-- Opening Marker --

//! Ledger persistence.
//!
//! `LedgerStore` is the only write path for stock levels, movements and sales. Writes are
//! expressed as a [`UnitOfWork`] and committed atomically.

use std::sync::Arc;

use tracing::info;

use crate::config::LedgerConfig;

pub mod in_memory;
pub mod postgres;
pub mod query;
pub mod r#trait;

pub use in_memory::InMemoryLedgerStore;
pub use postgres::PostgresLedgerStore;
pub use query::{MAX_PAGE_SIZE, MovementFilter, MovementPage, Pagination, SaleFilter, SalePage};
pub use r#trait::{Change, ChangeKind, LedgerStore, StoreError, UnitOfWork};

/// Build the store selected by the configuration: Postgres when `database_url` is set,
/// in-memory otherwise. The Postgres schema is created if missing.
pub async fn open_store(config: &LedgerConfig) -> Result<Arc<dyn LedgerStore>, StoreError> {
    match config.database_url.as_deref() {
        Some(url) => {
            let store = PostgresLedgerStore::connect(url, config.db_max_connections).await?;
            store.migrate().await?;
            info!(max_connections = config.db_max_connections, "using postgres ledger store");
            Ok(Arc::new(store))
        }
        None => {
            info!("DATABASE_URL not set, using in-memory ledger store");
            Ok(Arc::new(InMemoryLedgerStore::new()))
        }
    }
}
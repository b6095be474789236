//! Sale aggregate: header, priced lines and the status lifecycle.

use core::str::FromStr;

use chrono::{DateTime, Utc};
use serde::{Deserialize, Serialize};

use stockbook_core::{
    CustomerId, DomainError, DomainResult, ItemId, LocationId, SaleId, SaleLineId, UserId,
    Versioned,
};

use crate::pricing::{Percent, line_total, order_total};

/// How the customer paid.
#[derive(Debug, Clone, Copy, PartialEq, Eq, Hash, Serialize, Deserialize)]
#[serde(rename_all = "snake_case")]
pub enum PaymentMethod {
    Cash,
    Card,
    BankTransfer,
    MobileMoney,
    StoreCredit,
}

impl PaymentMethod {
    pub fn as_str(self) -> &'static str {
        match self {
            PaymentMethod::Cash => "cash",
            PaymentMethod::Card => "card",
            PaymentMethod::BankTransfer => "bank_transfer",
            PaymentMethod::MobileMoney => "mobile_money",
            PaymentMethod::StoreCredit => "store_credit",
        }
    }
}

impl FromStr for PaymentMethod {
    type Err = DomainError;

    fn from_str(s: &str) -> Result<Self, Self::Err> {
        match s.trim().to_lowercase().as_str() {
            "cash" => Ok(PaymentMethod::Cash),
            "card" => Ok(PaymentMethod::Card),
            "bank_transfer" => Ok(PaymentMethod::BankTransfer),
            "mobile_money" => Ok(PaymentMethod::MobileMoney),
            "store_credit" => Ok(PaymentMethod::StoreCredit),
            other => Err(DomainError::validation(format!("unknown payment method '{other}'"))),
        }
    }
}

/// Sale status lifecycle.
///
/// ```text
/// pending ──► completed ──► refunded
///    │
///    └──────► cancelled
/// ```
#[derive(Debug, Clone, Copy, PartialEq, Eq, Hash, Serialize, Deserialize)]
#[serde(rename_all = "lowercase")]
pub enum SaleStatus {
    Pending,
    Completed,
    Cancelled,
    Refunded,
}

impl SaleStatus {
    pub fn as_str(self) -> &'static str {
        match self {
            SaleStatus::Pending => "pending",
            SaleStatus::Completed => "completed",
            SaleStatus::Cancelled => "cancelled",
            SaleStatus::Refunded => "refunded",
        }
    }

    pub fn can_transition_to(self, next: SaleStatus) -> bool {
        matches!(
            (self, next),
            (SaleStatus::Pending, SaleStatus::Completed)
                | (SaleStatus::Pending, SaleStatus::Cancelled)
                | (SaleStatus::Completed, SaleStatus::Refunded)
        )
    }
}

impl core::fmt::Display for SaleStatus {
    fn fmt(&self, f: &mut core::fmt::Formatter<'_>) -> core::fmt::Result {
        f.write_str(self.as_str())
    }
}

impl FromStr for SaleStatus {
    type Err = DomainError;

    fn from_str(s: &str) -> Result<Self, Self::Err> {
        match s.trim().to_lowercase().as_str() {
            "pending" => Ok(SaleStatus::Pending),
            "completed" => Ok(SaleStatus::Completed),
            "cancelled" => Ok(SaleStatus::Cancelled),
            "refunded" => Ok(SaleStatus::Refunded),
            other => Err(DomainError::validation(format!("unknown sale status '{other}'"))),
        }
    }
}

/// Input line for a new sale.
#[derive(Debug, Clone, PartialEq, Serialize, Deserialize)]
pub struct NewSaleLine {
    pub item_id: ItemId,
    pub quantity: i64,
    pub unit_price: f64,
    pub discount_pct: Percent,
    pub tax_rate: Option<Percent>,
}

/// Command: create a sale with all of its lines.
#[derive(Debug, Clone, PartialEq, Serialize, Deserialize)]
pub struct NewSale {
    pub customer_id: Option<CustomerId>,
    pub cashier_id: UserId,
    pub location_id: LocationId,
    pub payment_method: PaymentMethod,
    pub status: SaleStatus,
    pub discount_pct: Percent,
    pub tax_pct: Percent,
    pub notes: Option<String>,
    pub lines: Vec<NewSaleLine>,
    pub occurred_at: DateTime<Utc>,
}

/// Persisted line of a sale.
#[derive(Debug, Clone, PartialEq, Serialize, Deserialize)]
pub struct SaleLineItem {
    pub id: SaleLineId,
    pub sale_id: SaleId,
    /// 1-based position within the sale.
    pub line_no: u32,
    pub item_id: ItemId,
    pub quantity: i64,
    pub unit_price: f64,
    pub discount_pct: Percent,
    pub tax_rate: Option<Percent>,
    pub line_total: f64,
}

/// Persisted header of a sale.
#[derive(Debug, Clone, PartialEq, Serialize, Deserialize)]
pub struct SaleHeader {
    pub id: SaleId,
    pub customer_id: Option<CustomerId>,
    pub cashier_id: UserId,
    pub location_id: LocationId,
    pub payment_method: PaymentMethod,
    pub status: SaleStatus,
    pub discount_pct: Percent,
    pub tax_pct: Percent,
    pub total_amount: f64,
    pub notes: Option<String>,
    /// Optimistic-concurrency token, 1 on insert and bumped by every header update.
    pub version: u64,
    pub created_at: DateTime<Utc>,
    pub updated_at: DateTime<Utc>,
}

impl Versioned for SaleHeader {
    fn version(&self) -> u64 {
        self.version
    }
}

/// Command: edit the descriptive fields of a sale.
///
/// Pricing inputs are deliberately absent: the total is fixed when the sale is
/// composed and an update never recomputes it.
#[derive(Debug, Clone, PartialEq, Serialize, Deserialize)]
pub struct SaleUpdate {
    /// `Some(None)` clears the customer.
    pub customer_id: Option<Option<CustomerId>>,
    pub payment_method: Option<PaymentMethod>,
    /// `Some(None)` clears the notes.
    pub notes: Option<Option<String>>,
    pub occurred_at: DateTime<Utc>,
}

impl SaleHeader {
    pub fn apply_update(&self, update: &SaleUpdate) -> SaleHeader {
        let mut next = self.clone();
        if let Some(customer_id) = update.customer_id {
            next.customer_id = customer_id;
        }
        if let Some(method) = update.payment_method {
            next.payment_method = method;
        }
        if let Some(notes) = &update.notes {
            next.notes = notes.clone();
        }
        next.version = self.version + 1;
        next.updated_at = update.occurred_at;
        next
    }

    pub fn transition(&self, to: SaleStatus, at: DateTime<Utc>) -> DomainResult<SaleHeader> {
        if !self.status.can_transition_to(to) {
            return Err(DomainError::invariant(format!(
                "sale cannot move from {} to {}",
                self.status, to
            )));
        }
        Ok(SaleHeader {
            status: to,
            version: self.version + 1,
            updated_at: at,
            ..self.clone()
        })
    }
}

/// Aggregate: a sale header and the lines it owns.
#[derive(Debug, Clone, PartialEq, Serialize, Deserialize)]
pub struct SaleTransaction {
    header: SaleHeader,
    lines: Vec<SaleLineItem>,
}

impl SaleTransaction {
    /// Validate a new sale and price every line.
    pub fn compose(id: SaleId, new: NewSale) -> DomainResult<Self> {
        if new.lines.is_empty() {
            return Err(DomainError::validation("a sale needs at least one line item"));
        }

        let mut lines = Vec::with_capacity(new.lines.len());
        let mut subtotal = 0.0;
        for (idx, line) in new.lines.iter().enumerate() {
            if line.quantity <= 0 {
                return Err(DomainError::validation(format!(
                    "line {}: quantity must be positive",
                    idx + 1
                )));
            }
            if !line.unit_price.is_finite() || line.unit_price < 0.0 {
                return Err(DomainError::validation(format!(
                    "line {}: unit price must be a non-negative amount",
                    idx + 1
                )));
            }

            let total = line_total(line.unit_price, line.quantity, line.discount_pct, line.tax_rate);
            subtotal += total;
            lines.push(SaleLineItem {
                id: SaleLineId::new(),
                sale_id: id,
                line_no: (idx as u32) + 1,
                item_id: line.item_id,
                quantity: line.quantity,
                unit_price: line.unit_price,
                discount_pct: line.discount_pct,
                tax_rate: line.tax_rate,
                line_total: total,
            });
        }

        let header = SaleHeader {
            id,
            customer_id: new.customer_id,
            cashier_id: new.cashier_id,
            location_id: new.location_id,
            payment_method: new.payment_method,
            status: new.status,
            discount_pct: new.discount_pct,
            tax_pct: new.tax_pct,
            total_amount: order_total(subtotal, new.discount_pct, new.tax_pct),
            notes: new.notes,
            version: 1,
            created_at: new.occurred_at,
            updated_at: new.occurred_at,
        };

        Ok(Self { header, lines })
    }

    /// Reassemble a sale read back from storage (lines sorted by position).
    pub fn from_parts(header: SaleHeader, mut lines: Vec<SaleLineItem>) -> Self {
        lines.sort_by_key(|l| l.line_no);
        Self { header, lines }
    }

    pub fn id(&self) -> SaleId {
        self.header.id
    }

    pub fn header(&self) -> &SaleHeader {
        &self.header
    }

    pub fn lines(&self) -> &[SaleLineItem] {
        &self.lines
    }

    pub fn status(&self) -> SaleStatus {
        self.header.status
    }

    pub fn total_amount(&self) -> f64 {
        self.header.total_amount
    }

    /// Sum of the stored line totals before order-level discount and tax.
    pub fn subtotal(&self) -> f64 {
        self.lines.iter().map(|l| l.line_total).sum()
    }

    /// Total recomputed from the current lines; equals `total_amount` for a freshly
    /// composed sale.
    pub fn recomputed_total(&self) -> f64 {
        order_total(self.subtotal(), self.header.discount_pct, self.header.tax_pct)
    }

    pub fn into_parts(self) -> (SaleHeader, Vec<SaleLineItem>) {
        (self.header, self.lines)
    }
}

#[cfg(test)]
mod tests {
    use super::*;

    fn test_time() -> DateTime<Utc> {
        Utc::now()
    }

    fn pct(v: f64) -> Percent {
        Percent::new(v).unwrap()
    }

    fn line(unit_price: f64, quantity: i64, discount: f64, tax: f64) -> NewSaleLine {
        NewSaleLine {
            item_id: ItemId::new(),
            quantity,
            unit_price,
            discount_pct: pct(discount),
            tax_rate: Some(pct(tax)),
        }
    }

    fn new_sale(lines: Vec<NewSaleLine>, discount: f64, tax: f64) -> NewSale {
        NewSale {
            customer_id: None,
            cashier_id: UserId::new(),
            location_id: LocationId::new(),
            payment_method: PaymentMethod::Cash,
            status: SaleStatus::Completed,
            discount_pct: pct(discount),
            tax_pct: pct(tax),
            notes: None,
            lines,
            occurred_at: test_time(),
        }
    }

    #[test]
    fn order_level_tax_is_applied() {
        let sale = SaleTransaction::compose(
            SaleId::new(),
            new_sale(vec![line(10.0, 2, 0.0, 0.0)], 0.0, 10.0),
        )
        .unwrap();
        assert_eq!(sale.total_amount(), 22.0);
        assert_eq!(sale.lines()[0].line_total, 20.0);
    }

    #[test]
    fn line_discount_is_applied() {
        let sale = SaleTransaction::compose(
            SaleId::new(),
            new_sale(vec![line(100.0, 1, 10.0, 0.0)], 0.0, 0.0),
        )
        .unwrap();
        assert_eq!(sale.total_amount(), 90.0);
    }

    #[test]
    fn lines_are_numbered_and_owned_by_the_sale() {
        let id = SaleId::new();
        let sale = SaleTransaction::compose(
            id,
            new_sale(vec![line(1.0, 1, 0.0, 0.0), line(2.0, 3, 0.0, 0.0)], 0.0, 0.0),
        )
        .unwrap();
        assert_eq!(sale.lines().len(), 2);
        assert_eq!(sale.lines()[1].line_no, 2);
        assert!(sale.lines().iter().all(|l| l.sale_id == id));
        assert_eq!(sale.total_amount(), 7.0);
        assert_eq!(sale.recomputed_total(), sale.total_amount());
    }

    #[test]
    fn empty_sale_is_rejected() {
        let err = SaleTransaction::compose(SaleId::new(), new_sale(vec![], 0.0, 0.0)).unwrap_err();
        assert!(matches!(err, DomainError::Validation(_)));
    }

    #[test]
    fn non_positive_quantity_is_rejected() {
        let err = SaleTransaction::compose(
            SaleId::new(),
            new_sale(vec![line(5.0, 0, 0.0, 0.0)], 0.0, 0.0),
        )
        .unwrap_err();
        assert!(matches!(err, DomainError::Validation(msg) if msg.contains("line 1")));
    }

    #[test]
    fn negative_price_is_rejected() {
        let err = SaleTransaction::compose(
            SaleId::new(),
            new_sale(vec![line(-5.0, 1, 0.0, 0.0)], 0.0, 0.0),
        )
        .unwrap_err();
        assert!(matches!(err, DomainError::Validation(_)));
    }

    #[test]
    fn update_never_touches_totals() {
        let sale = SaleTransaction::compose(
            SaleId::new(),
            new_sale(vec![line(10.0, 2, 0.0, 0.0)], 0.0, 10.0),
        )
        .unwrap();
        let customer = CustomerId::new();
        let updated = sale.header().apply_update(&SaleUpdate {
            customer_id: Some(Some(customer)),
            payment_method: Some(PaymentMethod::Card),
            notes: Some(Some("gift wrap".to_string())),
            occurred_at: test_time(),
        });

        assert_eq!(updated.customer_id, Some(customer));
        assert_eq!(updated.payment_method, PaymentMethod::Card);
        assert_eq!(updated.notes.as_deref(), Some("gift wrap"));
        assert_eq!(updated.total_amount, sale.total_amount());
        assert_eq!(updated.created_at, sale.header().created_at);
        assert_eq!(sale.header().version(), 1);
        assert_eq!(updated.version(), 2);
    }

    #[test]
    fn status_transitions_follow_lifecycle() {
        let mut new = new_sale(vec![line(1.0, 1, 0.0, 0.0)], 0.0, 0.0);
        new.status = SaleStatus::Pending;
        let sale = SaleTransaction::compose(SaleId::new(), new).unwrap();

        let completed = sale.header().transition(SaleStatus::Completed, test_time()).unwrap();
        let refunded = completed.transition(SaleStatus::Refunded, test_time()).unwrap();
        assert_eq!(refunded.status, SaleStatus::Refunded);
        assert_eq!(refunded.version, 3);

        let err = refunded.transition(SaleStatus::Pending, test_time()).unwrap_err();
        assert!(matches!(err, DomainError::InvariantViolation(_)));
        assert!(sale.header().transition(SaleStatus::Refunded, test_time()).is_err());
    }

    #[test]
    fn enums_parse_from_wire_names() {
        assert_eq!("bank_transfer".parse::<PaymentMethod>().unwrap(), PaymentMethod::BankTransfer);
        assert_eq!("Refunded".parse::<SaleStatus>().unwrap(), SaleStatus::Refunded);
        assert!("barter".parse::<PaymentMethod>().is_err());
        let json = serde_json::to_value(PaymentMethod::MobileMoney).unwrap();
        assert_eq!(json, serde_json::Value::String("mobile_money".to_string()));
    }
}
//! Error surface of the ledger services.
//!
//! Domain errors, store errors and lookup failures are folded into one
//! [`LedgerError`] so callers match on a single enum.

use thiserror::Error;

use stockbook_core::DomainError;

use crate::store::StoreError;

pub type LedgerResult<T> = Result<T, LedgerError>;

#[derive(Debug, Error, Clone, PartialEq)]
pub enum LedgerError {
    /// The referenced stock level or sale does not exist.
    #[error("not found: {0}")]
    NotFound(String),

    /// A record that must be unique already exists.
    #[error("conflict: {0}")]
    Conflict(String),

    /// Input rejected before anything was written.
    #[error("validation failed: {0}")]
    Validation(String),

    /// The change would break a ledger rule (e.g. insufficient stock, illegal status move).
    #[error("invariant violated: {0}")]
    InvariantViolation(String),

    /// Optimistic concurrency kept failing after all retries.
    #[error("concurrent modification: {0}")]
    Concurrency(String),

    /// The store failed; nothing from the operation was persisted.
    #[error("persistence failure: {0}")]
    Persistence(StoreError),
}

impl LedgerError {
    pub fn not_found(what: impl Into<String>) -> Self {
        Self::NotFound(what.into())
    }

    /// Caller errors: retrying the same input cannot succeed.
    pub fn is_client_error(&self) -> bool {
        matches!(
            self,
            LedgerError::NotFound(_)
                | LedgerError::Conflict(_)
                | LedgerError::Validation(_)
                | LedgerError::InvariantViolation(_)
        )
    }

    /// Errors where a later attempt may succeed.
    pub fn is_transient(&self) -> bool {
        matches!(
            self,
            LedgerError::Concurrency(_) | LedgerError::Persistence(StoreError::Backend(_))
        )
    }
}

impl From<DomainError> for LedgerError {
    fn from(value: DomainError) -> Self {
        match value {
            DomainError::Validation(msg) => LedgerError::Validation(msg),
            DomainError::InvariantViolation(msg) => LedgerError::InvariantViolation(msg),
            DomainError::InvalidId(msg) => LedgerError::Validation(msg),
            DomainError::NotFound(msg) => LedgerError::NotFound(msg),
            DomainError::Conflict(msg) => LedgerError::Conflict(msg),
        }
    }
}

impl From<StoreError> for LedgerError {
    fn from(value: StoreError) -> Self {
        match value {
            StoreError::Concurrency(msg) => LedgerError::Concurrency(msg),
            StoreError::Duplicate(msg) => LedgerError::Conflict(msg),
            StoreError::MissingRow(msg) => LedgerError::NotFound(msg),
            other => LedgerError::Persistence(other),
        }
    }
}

-- Closing Marker --

[AIM OF THE EXERCISE]
Only a number is wanted here: the count of lines in the material above that contain "DateTime".

[REPLY]
7